• EXERCISE BRIEF: Once the line containing "store.retain(|_, v| !v.is_expired());" is found in the entries below, restate it and each following line word for word, stopping after the line containing "if let Some(entry) = cache.get(signature)".

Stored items
+---+

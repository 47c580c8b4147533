use crate::proxy::mappers::claude::models::{ClaudeRequest, ContentBlock, MessageContent};
use dashmap::DashMap;
use sha2::{Digest, Sha256};
use tracing::debug;

const SESSION_IDLE_MS: i64 = 60 * 60 * 1000;
const MAX_SESSIONS: usize = 500;

#[derive(Debug, Clone)]
pub struct SessionInfo {
    pub message_count: usize,
    pub last_seen: i64,
    pub tokens_consumed: u64,
    pub pinned_account: Option<String>,
}

// Tracks derived conversation sessions and their account pins. Sessions are
// never persisted; they exist to keep a conversation on one account while it
// continues, so upstream prompt caching stays warm.
pub struct SessionTracker {
    sessions: DashMap<String, SessionInfo>,
}

impl SessionTracker {
    pub fn new() -> Self {
        Self {
            sessions: DashMap::new(),
        }
    }

    // Derive a stable session fingerprint from a request.
    //
    // Only the first meaningful user message is hashed; model names and
    // timestamps never participate, so every turn of the same conversation
    // produces the same id. An explicit metadata.user_id wins when present.
    pub fn extract_session_id(request: &ClaudeRequest) -> String {
        if let Some(metadata) = &request.metadata {
            if let Some(user_id) = &metadata.user_id {
                if !user_id.is_empty() && !user_id.contains("session-") {
                    debug!("[Session] Using explicit user_id: {}", user_id);
                    return user_id.clone();
                }
            }
        }

        let mut hasher = Sha256::new();
        let mut content_found = false;
        for msg in &request.messages {
            if msg.role != "user" {
                continue;
            }
            let text = match &msg.content {
                MessageContent::String(s) => s.clone(),
                MessageContent::Array(blocks) => blocks
                    .iter()
                    .filter_map(|block| match block {
                        ContentBlock::Text { text } => Some(text.as_str()),
                        _ => None,
                    })
                    .collect::<Vec<_>>()
                    .join(" "),
            };

            let clean_text = text.trim();
            // Skip probe-sized messages and injected reminder wrappers.
            if clean_text.len() > 10 && !clean_text.contains("<system-reminder>") {
                hasher.update(clean_text.as_bytes());
                content_found = true;
                break;
            }
        }

        if !content_found {
            if let Some(last_msg) = request.messages.last() {
                hasher.update(format!("{:?}", last_msg.content).as_bytes());
            }
        }

        let hash = format!("{:x}", hasher.finalize());
        format!("sid-{}", &hash[..16])
    }

    // Register a sighting of the session. A session "continues" while it is
    // touched within the idle window and its message count does not shrink;
    // a shrink means the client rewound, so the pin is dropped.
    pub fn touch(&self, session_id: &str, message_count: usize) {
        let now = chrono::Utc::now().timestamp_millis();
        let mut entry = self
            .sessions
            .entry(session_id.to_string())
            .or_insert_with(|| SessionInfo {
                message_count: 0,
                last_seen: now,
                tokens_consumed: 0,
                pinned_account: None,
            });

        let expired = now - entry.last_seen > SESSION_IDLE_MS;
        let rewound = message_count < entry.message_count;
        if expired || rewound {
            debug!(
                "[Session] {} reset (expired: {}, rewound: {})",
                session_id, expired, rewound
            );
            entry.pinned_account = None;
            entry.tokens_consumed = 0;
        }
        entry.message_count = message_count;
        entry.last_seen = now;
        drop(entry);

        self.evict_if_needed();
    }

    pub fn record_tokens(&self, session_id: &str, tokens: u64) {
        if let Some(mut entry) = self.sessions.get_mut(session_id) {
            entry.tokens_consumed = entry.tokens_consumed.saturating_add(tokens);
        }
    }

    pub fn pinned_account(&self, session_id: &str) -> Option<String> {
        let entry = self.sessions.get(session_id)?;
        let now = chrono::Utc::now().timestamp_millis();
        if now - entry.last_seen > SESSION_IDLE_MS {
            return None;
        }
        entry.pinned_account.clone()
    }

    pub fn pin(&self, session_id: &str, account: &str) {
        if let Some(mut entry) = self.sessions.get_mut(session_id) {
            entry.pinned_account = Some(account.to_string());
        }
    }

    pub fn unpin(&self, session_id: &str) {
        if let Some(mut entry) = self.sessions.get_mut(session_id) {
            entry.pinned_account = None;
        }
    }

    pub fn get(&self, session_id: &str) -> Option<SessionInfo> {
        self.sessions.get(session_id).map(|e| e.clone())
    }

    fn evict_if_needed(&self) {
        if self.sessions.len() <= MAX_SESSIONS {
            return;
        }
        // Copy keys first; DashMap iteration must not hold locks across removal.
        let mut entries: Vec<(String, i64)> = self
            .sessions
            .iter()
            .map(|e| (e.key().clone(), e.last_seen))
            .collect();
        entries.sort_by_key(|(_, last_seen)| *last_seen);
        let excess = entries.len().saturating_sub(MAX_SESSIONS);
        for (key, _) in entries.into_iter().take(excess) {
            self.sessions.remove(&key);
        }
    }

    // Drop sessions past the idle window.
    pub fn sweep_idle(&self) -> usize {
        let now = chrono::Utc::now().timestamp_millis();
        let before = self.sessions.len();
        self.sessions
            .retain(|_, info| now - info.last_seen <= SESSION_IDLE_MS);
        before - self.sessions.len()
    }

    pub fn len(&self) -> usize {
        self.sessions.len()
    }

    pub fn is_empty(&self) -> bool {
        self.sessions.is_empty()
    }
}

impl Default for SessionTracker {
    fn default() -> Self {
        Self::new()
    }
}
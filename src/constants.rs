use std::sync::LazyLock;

pub const DEFAULT_PORT: u16 = 8425;

// Per-account concurrency ceiling; one conversation must not monopolise an account.
pub const MAX_CONCURRENT_REQUESTS: u32 = 5;

// Accounts with less than this fraction of quota remaining are skipped by selection.
pub const MIN_QUOTA_FRACTION: f64 = 0.1;

// Signatures below this length carry no validation value upstream and are treated as empty.
pub const MIN_SIGNATURE_LENGTH: usize = 50;

pub static USER_AGENT: LazyLock<String> = LazyLock::new(|| {
    format!(
        "trestle/{} {}/{}",
        env!("CARGO_PKG_VERSION"),
        std::env::consts::OS,
        std::env::consts::ARCH
    )
});

pub fn data_dir() -> std::path::PathBuf {
    if let Ok(dir) = std::env::var("TRESTLE_DATA_DIR") {
        if !dir.trim().is_empty() {
            return std::path::PathBuf::from(dir);
        }
    }
    std::path::PathBuf::from(".")
}
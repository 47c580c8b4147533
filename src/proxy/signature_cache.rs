use serde::{Deserialize, Serialize};
use std::collections::HashMap;
use std::path::PathBuf;
use std::sync::atomic::{AtomicBool, Ordering};
use std::sync::Mutex;
use std::time::{Duration, SystemTime, UNIX_EPOCH};
use tracing::{debug, info, warn};

const SIGNATURE_TTL: Duration = Duration::from_secs(60 * 60);
const TOOL_CACHE_LIMIT: usize = 10_000;
const FAMILY_CACHE_LIMIT: usize = 5_000;
const SESSION_CACHE_LIMIT: usize = 1_000;

use crate::constants::MIN_SIGNATURE_LENGTH;

#[derive(Clone, Debug, Serialize, Deserialize)]
struct CacheEntry {
    value: String,
    timestamp: u64,
}

impl CacheEntry {
    fn new(value: String) -> Self {
        Self {
            value,
            timestamp: now_millis(),
        }
    }

    fn is_expired(&self) -> bool {
        now_millis().saturating_sub(self.timestamp) > SIGNATURE_TTL.as_millis() as u64
    }
}

fn now_millis() -> u64 {
    SystemTime::now()
        .duration_since(UNIX_EPOCH)
        .unwrap_or(Duration::ZERO)
        .as_millis() as u64
}

#[derive(Default, Serialize, Deserialize)]
struct PersistedCaches {
    #[serde(default)]
    tool_signatures: HashMap<String, CacheEntry>,
    #[serde(default)]
    thinking_families: HashMap<String, CacheEntry>,
    #[serde(default)]
    session_signatures: HashMap<String, CacheEntry>,
}

// Three keyed stores for opaque reasoning signatures:
//   tool-use id -> signature, signature -> model family, session -> latest signature.
// Each store is size-bounded with oldest-first eviction and a shared TTL.
pub struct SignatureCache {
    tool_signatures: Mutex<HashMap<String, CacheEntry>>,
    thinking_families: Mutex<HashMap<String, CacheEntry>>,
    session_signatures: Mutex<HashMap<String, CacheEntry>>,
    path: Option<PathBuf>,
    dirty: AtomicBool,
    save_in_flight: AtomicBool,
}

impl SignatureCache {
    pub fn new() -> Self {
        Self {
            tool_signatures: Mutex::new(HashMap::new()),
            thinking_families: Mutex::new(HashMap::new()),
            session_signatures: Mutex::new(HashMap::new()),
            path: None,
            dirty: AtomicBool::new(false),
            save_in_flight: AtomicBool::new(false),
        }
    }

    pub fn with_persistence(path: PathBuf) -> Self {
        let mut cache = Self::new();
        cache.path = Some(path.clone());

        if path.exists() {
            match std::fs::read_to_string(&path)
                .map_err(|e| e.to_string())
                .and_then(|s| serde_json::from_str::<PersistedCaches>(&s).map_err(|e| e.to_string()))
            {
                Ok(persisted) => {
                    let loaded = persisted.tool_signatures.len()
                        + persisted.thinking_families.len()
                        + persisted.session_signatures.len();
                    *cache.tool_signatures.lock().unwrap() = persisted.tool_signatures;
                    *cache.thinking_families.lock().unwrap() = persisted.thinking_families;
                    *cache.session_signatures.lock().unwrap() = persisted.session_signatures;
                    info!("[SignatureCache] Loaded {} entries from {:?}", loaded, path);
                }
                Err(e) => warn!(
                    "[W-SIGCACHE-LOAD] failed_to_load_signature_cache: {} ({:?})",
                    e, path
                ),
            }
        }
        cache
    }

    fn evict_oldest(store: &mut HashMap<String, CacheEntry>, limit: usize, label: &str) {
        if store.len() <= limit {
            return;
        }
        let before = store.len();
        store.retain(|_, v| !v.is_expired());
        while store.len() > limit {
            let oldest = store
                .iter()
                .min_by_key(|(_, v)| v.timestamp)
                .map(|(k, _)| k.clone());
            match oldest {
                Some(key) => {
                    store.remove(&key);
                }
                None => break,
            }
        }
        debug!(
            "[SignatureCache] {} cache eviction: {} -> {} entries",
            label,
            before,
            store.len()
        );
    }

    pub fn cache_tool_signature(&self, tool_use_id: &str, signature: String) {
        if signature.len() < MIN_SIGNATURE_LENGTH {
            return;
        }
        if let Ok(mut cache) = self.tool_signatures.lock() {
            debug!(
                "[SignatureCache] Caching tool signature for id: {}",
                tool_use_id
            );
            cache.insert(tool_use_id.to_string(), CacheEntry::new(signature));
            Self::evict_oldest(&mut cache, TOOL_CACHE_LIMIT, "tool");
        }
        self.dirty.store(true, Ordering::Relaxed);
    }

    pub fn get_tool_signature(&self, tool_use_id: &str) -> Option<String> {
        if let Ok(cache) = self.tool_signatures.lock() {
            if let Some(entry) = cache.get(tool_use_id) {
                if !entry.is_expired() {
                    debug!(
                        "[SignatureCache] Hit tool signature for id: {}",
                        tool_use_id
                    );
                    return Some(entry.value.clone());
                }
            }
        }
        None
    }

    pub fn cache_thinking_family(&self, signature: String, family: String) {
        if signature.len() < MIN_SIGNATURE_LENGTH {
            return;
        }
        if let Ok(mut cache) = self.thinking_families.lock() {
            cache.insert(signature, CacheEntry::new(family));
            Self::evict_oldest(&mut cache, FAMILY_CACHE_LIMIT, "family");
        }
        self.dirty.store(true, Ordering::Relaxed);
    }

    pub fn get_signature_family(&self, signature: &str) -> Option<String> {
        if let Ok(cache) = self.thinking_families.lock() {
            if let Some(entry) = cache.get(signature) {
                if !entry.is_expired() {
                    return Some(entry.value.clone());
                }
                debug!("[SignatureCache] Signature family entry expired");
            }
        }
        None
    }

    pub fn cache_session_signature(&self, session_id: &str, signature: String) {
        if signature.len() < MIN_SIGNATURE_LENGTH {
            return;
        }
        if let Ok(mut cache) = self.session_signatures.lock() {
            debug!(
                "[SignatureCache] Session {} -> storing signature (len={})",
                session_id,
                signature.len()
            );
            cache.insert(session_id.to_string(), CacheEntry::new(signature));
            Self::evict_oldest(&mut cache, SESSION_CACHE_LIMIT, "session");
        }
        self.dirty.store(true, Ordering::Relaxed);
    }

    pub fn get_session_signature(&self, session_id: &str) -> Option<String> {
        if let Ok(cache) = self.session_signatures.lock() {
            if let Some(entry) = cache.get(session_id) {
                if !entry.is_expired() {
                    return Some(entry.value.clone());
                }
                debug!("[SignatureCache] Session {} -> EXPIRED", session_id);
            }
        }
        None
    }

    // Drop expired entries from all three stores. Called from the periodic
    // sweep; safe to call at any time.
    pub fn sweep_expired(&self) -> usize {
        let mut removed = 0;
        for store in [
            &self.tool_signatures,
            &self.thinking_families,
            &self.session_signatures,
        ] {
            if let Ok(mut cache) = store.lock() {
                let before = cache.len();
                cache.retain(|_, v| !v.is_expired());
                removed += before - cache.len();
            }
        }
        if removed > 0 {
            info!("[SignatureCache] Sweep removed {} expired entries", removed);
            self.dirty.store(true, Ordering::Relaxed);
        }
        removed
    }

    // Write the caches to disk. No-op when nothing changed or another save
    // is already in flight.
    pub fn save(&self) {
        let Some(path) = &self.path else {
            return;
        };
        if !self.dirty.load(Ordering::Relaxed) {
            return;
        }
        if self
            .save_in_flight
            .compare_exchange(false, true, Ordering::SeqCst, Ordering::SeqCst)
            .is_err()
        {
            return;
        }
        self.dirty.store(false, Ordering::Relaxed);

        let persisted = PersistedCaches {
            tool_signatures: self.tool_signatures.lock().map(|c| c.clone()).unwrap_or_default(),
            thinking_families: self
                .thinking_families
                .lock()
                .map(|c| c.clone())
                .unwrap_or_default(),
            session_signatures: self
                .session_signatures
                .lock()
                .map(|c| c.clone())
                .unwrap_or_default(),
        };

        let result = serde_json::to_string(&persisted)
            .map_err(|e| e.to_string())
            .and_then(|json| {
                let tmp = path.with_extension("json.tmp");
                std::fs::write(&tmp, json)
                    .and_then(|_| std::fs::rename(&tmp, path))
                    .map_err(|e| e.to_string())
            });
        if let Err(e) = result {
            warn!("[W-SIGCACHE-SAVE] failed_to_save_signature_cache: {}", e);
            self.dirty.store(true, Ordering::Relaxed);
        }
        self.save_in_flight.store(false, Ordering::SeqCst);
    }

    #[cfg(test)]
    pub fn entry_counts(&self) -> (usize, usize, usize) {
        (
            self.tool_signatures.lock().unwrap().len(),
            self.thinking_families.lock().unwrap().len(),
            self.session_signatures.lock().unwrap().len(),
        )
    }
}

impl Default for SignatureCache {
    fn default() -> Self {
        Self::new()
    }
}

+---+

• EXPECTED OUTPUT:
        store.retain(|_, v| !v.is_expired());
        while store.len() > limit {
            let oldest = store
                .iter()
                .min_by_key(|(_, v)| v.timestamp)
                .map(|(k, _)| k.clone());
            match oldest {
                Some(key) => {
                    store.remove(&key);
                }
                None => break,
            }
        }
        debug!(
            "[SignatureCache] {} cache eviction: {} -> {} entries",
            label,
            before,
            store.len()
        );
    }

    pub fn cache_tool_signature(&self, tool_use_id: &str, signature: String) {
        if signature.len() < MIN_SIGNATURE_LENGTH {
            return;
        }
        if let Ok(mut cache) = self.tool_signatures.lock() {
            debug!(
                "[SignatureCache] Caching tool signature for id: {}",
                tool_use_id
            );
            cache.insert(tool_use_id.to_string(), CacheEntry::new(signature));
            Self::evict_oldest(&mut cache, TOOL_CACHE_LIMIT, "tool");
        }
        self.dirty.store(true, Ordering::Relaxed);
    }

    pub fn get_tool_signature(&self, tool_use_id: &str) -> Option<String> {
        if let Ok(cache) = self.tool_signatures.lock() {
            if let Some(entry) = cache.get(tool_use_id) {
                if !entry.is_expired() {
                    debug!(
                        "[SignatureCache] Hit tool signature for id: {}",
                        tool_use_id
                    );
                    return Some(entry.value.clone());
                }
            }
        }
        None
    }

    pub fn cache_thinking_family(&self, signature: String, family: String) {
        if signature.len() < MIN_SIGNATURE_LENGTH {
            return;
        }
        if let Ok(mut cache) = self.thinking_families.lock() {
            cache.insert(signature, CacheEntry::new(family));
            Self::evict_oldest(&mut cache, FAMILY_CACHE_LIMIT, "family");
        }
        self.dirty.store(true, Ordering::Relaxed);
    }

    pub fn get_signature_family(&self, signature: &str) -> Option<String> {
        if let Ok(cache) = self.thinking_families.lock() {
            if let Some(entry) = cache.get(signature) {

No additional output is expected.